- PROMPT -
Pull out every line below containing the word "state".

Collected data

++++++++

//! Playback facade for the NextPeek shell.
//!
//! Higher layers (the sidebar UI) must only interact with playback through
//! [`PlaybackFacade`] so that intents, optimistic state and normalization
//! stay in one place. Pin-state subscriptions come from the docking
//! controller; the theme subscription contract lives in [`events`].

pub mod events;
pub mod facade;

pub use events::{ThemeEvent, ThemeEventBus};
pub use facade::{FacadeTuning, PlaybackFacade, UiSnapshot};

++++++++

- OUTPUT BELOW -
//! [`PlaybackFacade`] so that intents, optimistic state and normalization
//! stay in one place. Pin-state subscriptions come from the docking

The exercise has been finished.